Black Sabbath – Heaven And Hell (Um Metal por Dia)

Black Sabbath – Heaven And Hell

O Black Sabbath, que vivia de momento complicado no final da década de 70, muito por causa das drogas e da disputa de egos, precisou passar pela sua primeira mudança de formação para não perder a sua relevância.

Se “Technical Ecstasy” e “Never Say Die!” tiverem um desempenho comercial bem abaixo da média, a banda conseguiu dar a volta por cima já com o seu trabalho seguinte.

Heaven And Hell“, que chegou às lojas em abril de 1980, recolocou o Black Sabbath no top 10 das paradas britânicas e vendeu mais de um milhão de cópias nos Estados Unidos, outro mercado em que o quarteto estava perdendo espaço.

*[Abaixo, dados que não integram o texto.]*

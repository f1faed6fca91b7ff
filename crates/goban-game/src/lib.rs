//! Game session actor for goban.
//!
//! Each game runs in its own Tokio task, communicating with the outside
//! world through an mpsc command queue: the actor model, no shared
//! mutable state. The [`Game`] handle is cheap to clone and is the only
//! way to reach a session; callers that wait on game-start or
//! turn-change are parked on deferred reply channels the actor resolves
//! when the state changes.

mod board;
mod error;
mod game;
mod gamer;

pub use board::Board;
pub use error::GameError;
pub use game::{Game, GamerState};
pub use gamer::Gamer;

Marcando a estreia do vocalista Ronnie James Dio, o disco é considerado um dos principais itens de toda a discografia do grupo, sendo eleito o 37º melhor álbum de metal de todos os tempos pela revista Rolling Stone.

Com composições mais maduras, que deixam de tratar de temas obscuros para adentrar no mundo da magia e do misticismo, o Black Sabbath contou com a contribuição do produtor estreante Martin Birch para chegar em um resultado final que não poderia ter sido melhor.

Os riffs sempre sensacionais de Tony Iommi, o ótimo encaixe de baixo e de bateria e a performance espetacular de Dio, que também estreava como letrista, deixam claro que o Black Sabbath recuperava aqui todo o seu brilho.

Diferente dos discos da fase Ozzy, “Heaven And Hell” é menos visceral que os seus antecessores, mas compensa essa perda de intensidade com um instrumental mais técnico, melhor lapidado e rico em detalhes, que ainda contou com a participação do tecladista Geoff Nicholls.

Neon Knights“, “Children Of The Sea“, “Lady Evil“, “Heaven And Hell“, “Wishing Well” e “Die Young” são algumas das melhores faixas do registro, com ótimas melodias e refrãos pegajosos, entrando de cabeça no heavy tradicional e naquilo que constituiria a New Wave of British Heavy Metal (N.W.O.B.H.M.).

Artisticamente inspirado e executado com maestria, “Heaven And Hell” completou 40 anos em 2020, mantendo o seu status de clássico intacto e eternizado.